• _WHAT THE TASK REQUIRES_
With both ends included, transcribe exactly the records below from their first line to the line that contains "engine/cloud error code".

• _Saved entries_
━━━

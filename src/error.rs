//! Error types
//!
//! Every failure the broker can report maps onto one [`ErrorClass`]. The retry
//! loop only ever inspects the class (plus the proxy status for tunnels), never
//! the concrete variant.

use std::fmt;
use std::io;
use std::time::Duration;
use thiserror::Error;

/// Result alias used throughout the crate
pub type Result<T> = std::result::Result<T, Error>;

/// Failure classification reported to callers and consumed by the retry policy
#[derive(Debug, Clone, Copy, PartialEq, Eq)]
pub enum ErrorClass {
    /// Invalid configuration or local material; detected before any network call
    Config,
    /// Credential provider failure (STS, Azure AD, token signing)
    Auth,
    /// HTTP CONNECT / SOCKS tunnel refused by the proxy
    Proxy,
    /// Dial or ping failure without a recognized engine/cloud error code
    TransientNetwork,
    /// Failure carrying a database engine or cloud API error code
    FatalEngine,
    /// Caller canceled the operation
    Canceled,
}

impl fmt::Display for ErrorClass {
    fn fmt(&self, f: &mut fmt::Formatter<'_>) -> fmt::Result {
        let name = match self {
            Self::Config => "config",
            Self::Auth => "auth",
            Self::Proxy => "proxy",
            Self::TransientNetwork => "transient-network",
            Self::FatalEngine => "fatal-engine",
            Self::Canceled => "canceled",
        };
        f.write_str(name)
    }
}

/// Error reported by the server in an ERR packet
#[derive(Debug, Clone, PartialEq, Eq)]
pub struct ServerError {
    /// MySQL error number (e.g. 1045 for access denied)
    pub code: u16,
    /// Five-character SQLSTATE, when the server sent one
    pub sql_state: Option<String>,
    /// Human-readable message
    pub message: String,
}

impl fmt::Display for ServerError {
    fn fmt(&self, f: &mut fmt::Formatter<'_>) -> fmt::Result {
        match &self.sql_state {
            Some(state) => write!(f, "Error {} ({}): {}", self.code, state, self.message),
            None => write!(f, "Error {}: {}", self.code, self.message),
        }
    }
}

/// Main error type
#[derive(Debug, Error)]
pub enum Error {
    /// Invalid configuration, TLS material, or conflicting credential sources
    #[error("invalid configuration: {0}")]
    Config(String),

    /// Credential provider failure
    #[error("{provider} credential error: {message}")]
    Auth {
        /// Provider name (`aws`, `azure`, `gcp`)
        provider: &'static str,
        /// Provider error, surfaced verbatim
        message: String,
    },

    /// Proxy refused or broke the tunnel
    #[error("proxy error: {message}")]
    Proxy {
        /// HTTP status returned by a CONNECT proxy, if any
        status: Option<u16>,
        /// Description
        message: String,
    },

    /// I/O error
    #[error("I/O error: {0}")]
    Io(#[from] io::Error),

    /// Malformed or unexpected protocol data
    #[error("protocol error: {0}")]
    Protocol(String),

    /// TLS handshake rejected the peer
    #[error("TLS error: {0}")]
    Tls(String),

    /// Server returned an ERR packet
    #[error("server error: {0}")]
    Server(ServerError),

    /// Cloud SQL Admin API returned an error status
    #[error("cloud SQL error {code}: {message}")]
    Cloud {
        /// HTTP status code of the API response
        code: u16,
        /// Error body
        message: String,
    },

    /// Connection closed by the peer
    #[error("connection closed")]
    ConnectionClosed,

    /// Invalid connection state transition
    #[error("invalid state: expected {expected}, got {actual}")]
    InvalidState {
        /// Expected state
        expected: String,
        /// Actual state
        actual: String,
    },

    /// Caller canceled the operation
    #[error("operation canceled")]
    Canceled,

    /// Retry budget exhausted; wraps the last transient failure
    #[error("could not connect to {endpoint} within {timeout:?}: {source}")]
    RetryTimeout {
        /// Attempted endpoint
        endpoint: String,
        /// Configured budget
        timeout: Duration,
        /// Last failure observed
        #[source]
        source: Box<Error>,
    },

    /// Terminal connect failure with the attempted endpoint attached
    #[error("could not connect to {endpoint} ({class}): {source}")]
    Connect {
        /// Attempted endpoint
        endpoint: String,
        /// Classification of the underlying failure
        class: ErrorClass,
        /// Underlying failure
        #[source]
        source: Box<Error>,
    },
}

impl Error {
    /// Classify this error into the broker taxonomy
    pub fn class(&self) -> ErrorClass {
        match self {
            Error::Config(_) | Error::Tls(_) | Error::InvalidState { .. } => ErrorClass::Config,
            Error::Auth { .. } => ErrorClass::Auth,
            Error::Proxy { .. } => ErrorClass::Proxy,
            Error::Io(_) | Error::Protocol(_) | Error::ConnectionClosed => {
                ErrorClass::TransientNetwork
            }
            Error::Server(_) | Error::Cloud { .. } => ErrorClass::FatalEngine,
            Error::Canceled => ErrorClass::Canceled,
            Error::RetryTimeout { .. } => ErrorClass::TransientNetwork,
            Error::Connect { class, .. } => *class,
        }
    }

    /// Whether a connect attempt failing with this error may be retried
    ///
    /// Proxies answering 5xx usually mean the target is not accepting yet,
    /// so those are retried even though they are classified as proxy errors.
    pub fn is_retryable(&self) -> bool {
        match self {
            Error::Proxy {
                status: Some(status),
                ..
            } => (500..600).contains(status),
            Error::Connect { source, .. } => source.is_retryable(),
            _ => self.class() == ErrorClass::TransientNetwork,
        }
    }

    /// MySQL error number carried by this error, if any
    pub fn server_code(&self) -> Option<u16> {
        match self {
            Error::Server(err) => Some(err.code),
            Error::RetryTimeout { source, .. } | Error::Connect { source, .. } => {
                source.server_code()
            }
            _ => None,
        }
    }

    /// Cloud SQL API status carried by this error, if any
    pub fn cloud_code(&self) -> Option<u16> {
        match self {
            Error::Cloud { code, .. } => Some(*code),
            Error::RetryTimeout { source, .. } | Error::Connect { source, .. } => {
                source.cloud_code()
            }
            _ => None,
        }
    }

    pub(crate) fn auth(provider: &'static str, message: impl Into<String>) -> Self {
        Error::Auth {
            provider,
            message: message.into(),
        }
    }
}
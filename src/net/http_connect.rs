//! HTTP CONNECT tunneling
//!
//! The proxy is reached over plain TCP for both `http://` and `https://` proxy
//! URLs. The response head is read one byte at a time: the MySQL server speaks
//! first, so any byte read past the blank line would belong to its greeting.

use super::{Dialer, ProxySpec};
use crate::config::Endpoint;
use crate::connection::Transport;
use crate::{Error, Result};
use async_trait::async_trait;
use tokio::io::{AsyncReadExt, AsyncWriteExt};
use tokio::net::TcpStream;

/// Upper bound on the proxy response head
const MAX_RESPONSE_HEAD: usize = 8 * 1024;

/// Dialer that opens a tunnel with `CONNECT host:port`
#[derive(Debug, Clone)]
pub struct HttpConnectDialer {
    proxy: ProxySpec,
}

impl HttpConnectDialer {
    /// Create a dialer for the given proxy
    pub fn new(proxy: ProxySpec) -> Self {
        Self { proxy }
    }

    /// Proxy this dialer tunnels through
    pub fn proxy(&self) -> &ProxySpec {
        &self.proxy
    }

    fn connect_request(&self, target: &str) -> String {
        let mut request = format!("CONNECT {target} HTTP/1.1\r\nHost: {target}\r\n");
        if let Some(auth) = self.proxy.basic_auth() {
            request.push_str("Proxy-Authorization: ");
            request.push_str(&auth);
            request.push_str("\r\n");
        }
        request.push_str("\r\n");
        request
    }
}

#[async_trait]
impl Dialer for HttpConnectDialer {
    async fn dial(&self, target: &Endpoint) -> Result<Transport> {
        let target = match target {
            Endpoint::Tcp { .. } => target.address(),
            other => {
                return Err(Error::Config(format!(
                    "{} cannot be reached through an HTTP proxy",
                    other
                )))
            }
        };

        tracing::debug!(proxy = %self.proxy, target = %target, "opening HTTP CONNECT tunnel");

        let mut stream = TcpStream::connect((self.proxy.host.as_str(), self.proxy.port)).await?;
        let _ = stream.set_nodelay(true);

        stream
            .write_all(self.connect_request(&target).as_bytes())
            .await?;
        stream.flush().await?;

        let head = read_response_head(&mut stream).await?;
        let (code, reason) = parse_status(&head)?;

        if code != 200 {
            let _ = stream.shutdown().await;
            drop(stream);
            return Err(Error::Proxy {
                status: Some(code),
                message: format!("proxy connection failed: {} {}", code, reason),
            });
        }

        Ok(Transport::from_tcp(stream))
    }

    fn name(&self) -> &'static str {
        "http-connect"
    }
}

async fn read_response_head(stream: &mut TcpStream) -> Result<Vec<u8>> {
    let mut head = Vec::with_capacity(256);
    loop {
        let byte = match stream.read_u8().await {
            Ok(b) => b,
            Err(e) if e.kind() == std::io::ErrorKind::UnexpectedEof => {
                return Err(Error::ConnectionClosed)
            }
            Err(e) => return Err(e.into()),
        };
        head.push(byte);

        if head.ends_with(b"\r\n\r\n") {
            return Ok(head);
        }
        if head.len() > MAX_RESPONSE_HEAD {
            return Err(Error::Proxy {
                status: None,
                message: "proxy response head too large".into(),
            });
        }
    }
}

fn parse_status(head: &[u8]) -> Result<(u16, String)> {
    let mut headers = [httparse::EMPTY_HEADER; 32];
    let mut response = httparse::Response::new(&mut headers);
    match response.parse(head) {
        Ok(httparse::Status::Complete(_)) => {
            let code = response.code.ok_or_else(|| Error::Proxy {
                status: None,
                message: "proxy response has no status code".into(),
            })?;
            Ok((code, response.reason.unwrap_or("").to_string()))
        }
        Ok(httparse::Status::Partial) => Err(Error::Proxy {
            status: None,
            message: "incomplete proxy response".into(),
        }),
        Err(e) => Err(Error::Proxy {
            status: None,
            message: format!("malformed proxy response: {}", e),
        }),
    }
}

━━━

• _SOLUTION_
filename src/error.rs
//! Error types
//!
//! Every failure the broker can report maps onto one [`ErrorClass`]. The retry
//! loop only ever inspects the class (plus the proxy status for tunnels), never
//! the concrete variant.

use std::fmt;
use std::io;
use std::time::Duration;
use thiserror::Error;

/// Result alias used throughout the crate
pub type Result<T> = std::result::Result<T, Error>;

/// Failure classification reported to callers and consumed by the retry policy
#[derive(Debug, Clone, Copy, PartialEq, Eq)]
pub enum ErrorClass {
    /// Invalid configuration or local material; detected before any network call
    Config,
    /// Credential provider failure (STS, Azure AD, token signing)
    Auth,
    /// HTTP CONNECT / SOCKS tunnel refused by the proxy
    Proxy,
    /// Dial or ping failure without a recognized engine/cloud error code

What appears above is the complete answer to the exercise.